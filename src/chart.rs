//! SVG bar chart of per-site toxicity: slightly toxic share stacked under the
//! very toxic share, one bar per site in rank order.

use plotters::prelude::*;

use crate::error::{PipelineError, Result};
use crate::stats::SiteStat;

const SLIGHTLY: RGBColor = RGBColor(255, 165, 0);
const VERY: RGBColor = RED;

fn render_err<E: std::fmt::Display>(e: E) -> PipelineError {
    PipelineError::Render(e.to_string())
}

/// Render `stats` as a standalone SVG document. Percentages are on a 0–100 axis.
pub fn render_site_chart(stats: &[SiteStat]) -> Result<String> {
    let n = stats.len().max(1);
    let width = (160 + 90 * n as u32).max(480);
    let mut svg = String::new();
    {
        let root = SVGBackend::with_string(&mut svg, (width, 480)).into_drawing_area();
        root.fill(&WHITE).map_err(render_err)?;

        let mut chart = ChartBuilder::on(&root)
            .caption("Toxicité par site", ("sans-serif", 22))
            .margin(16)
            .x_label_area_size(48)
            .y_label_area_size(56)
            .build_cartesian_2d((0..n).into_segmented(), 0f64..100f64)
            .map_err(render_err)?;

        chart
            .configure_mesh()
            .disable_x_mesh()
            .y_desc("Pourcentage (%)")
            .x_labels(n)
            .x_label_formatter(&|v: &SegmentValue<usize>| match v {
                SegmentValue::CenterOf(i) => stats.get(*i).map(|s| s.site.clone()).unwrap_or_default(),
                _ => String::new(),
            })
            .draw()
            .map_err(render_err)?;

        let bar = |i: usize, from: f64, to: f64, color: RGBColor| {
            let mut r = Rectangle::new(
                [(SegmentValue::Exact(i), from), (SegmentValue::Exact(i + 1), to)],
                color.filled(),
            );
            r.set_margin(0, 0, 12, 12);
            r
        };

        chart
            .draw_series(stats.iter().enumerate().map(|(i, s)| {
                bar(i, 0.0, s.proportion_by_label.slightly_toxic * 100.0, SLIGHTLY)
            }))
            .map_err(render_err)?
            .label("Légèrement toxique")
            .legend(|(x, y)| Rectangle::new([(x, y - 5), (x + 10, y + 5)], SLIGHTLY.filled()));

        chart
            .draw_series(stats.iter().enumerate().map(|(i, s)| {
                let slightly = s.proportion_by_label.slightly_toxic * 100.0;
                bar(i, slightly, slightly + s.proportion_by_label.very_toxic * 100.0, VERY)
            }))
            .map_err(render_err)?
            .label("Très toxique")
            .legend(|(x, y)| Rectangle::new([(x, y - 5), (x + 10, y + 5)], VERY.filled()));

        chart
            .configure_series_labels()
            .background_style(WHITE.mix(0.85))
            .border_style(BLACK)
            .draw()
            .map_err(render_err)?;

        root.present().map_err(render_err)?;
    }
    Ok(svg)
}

EXERCISE BRIEF: Above are the records; copy all of them exactly.

SOLUTION TO THIS PROBLEM:
filename src/chart.rs
//! SVG bar chart of per-site toxicity: slightly toxic share stacked under the
//! very toxic share, one bar per site in rank order.

use plotters::prelude::*;

use crate::error::{PipelineError, Result};
use crate::stats::SiteStat;

const SLIGHTLY: RGBColor = RGBColor(255, 165, 0);
const VERY: RGBColor = RED;

fn render_err<E: std::fmt::Display>(e: E) -> PipelineError {
    PipelineError::Render(e.to_string())
}

/// Render `stats` as a standalone SVG document. Percentages are on a 0–100 axis.
pub fn render_site_chart(stats: &[SiteStat]) -> Result<String> {
    let n = stats.len().max(1);
    let width = (160 + 90 * n as u32).max(480);
    let mut svg = String::new();
    {
        let root = SVGBackend::with_string(&mut svg, (width, 480)).into_drawing_area();
        root.fill(&WHITE).map_err(render_err)?;

        let mut chart = ChartBuilder::on(&root)
            .caption("Toxicité par site", ("sans-serif", 22))
            .margin(16)
            .x_label_area_size(48)
            .y_label_area_size(56)
            .build_cartesian_2d((0..n).into_segmented(), 0f64..100f64)
            .map_err(render_err)?;

        chart
            .configure_mesh()
            .disable_x_mesh()
            .y_desc("Pourcentage (%)")
            .x_labels(n)
            .x_label_formatter(&|v: &SegmentValue<usize>| match v {
                SegmentValue::CenterOf(i) => stats.get(*i).map(|s| s.site.clone()).unwrap_or_default(),
                _ => String::new(),
            })
            .draw()
            .map_err(render_err)?;

        let bar = |i: usize, from: f64, to: f64, color: RGBColor| {
            let mut r = Rectangle::new(
                [(SegmentValue::Exact(i), from), (SegmentValue::Exact(i + 1), to)],
                color.filled(),
            );
            r.set_margin(0, 0, 12, 12);
            r
        };

        chart
            .draw_series(stats.iter().enumerate().map(|(i, s)| {
                bar(i, 0.0, s.proportion_by_label.slightly_toxic * 100.0, SLIGHTLY)
            }))
            .map_err(render_err)?
            .label("Légèrement toxique")
            .legend(|(x, y)| Rectangle::new([(x, y - 5), (x + 10, y + 5)], SLIGHTLY.filled()));

        chart
            .draw_series(stats.iter().enumerate().map(|(i, s)| {
                let slightly = s.proportion_by_label.slightly_toxic * 100.0;
                bar(i, slightly, slightly + s.proportion_by_label.very_toxic * 100.0, VERY)
            }))
            .map_err(render_err)?
            .label("Très toxique")
            .legend(|(x, y)| Rectangle::new([(x, y - 5), (x + 10, y + 5)], VERY.filled()));

        chart
            .configure_series_labels()
            .background_style(WHITE.mix(0.85))
            .border_style(BLACK)
            .draw()
            .map_err(render_err)?;

        root.present().map_err(render_err)?;
    }
    Ok(svg)
}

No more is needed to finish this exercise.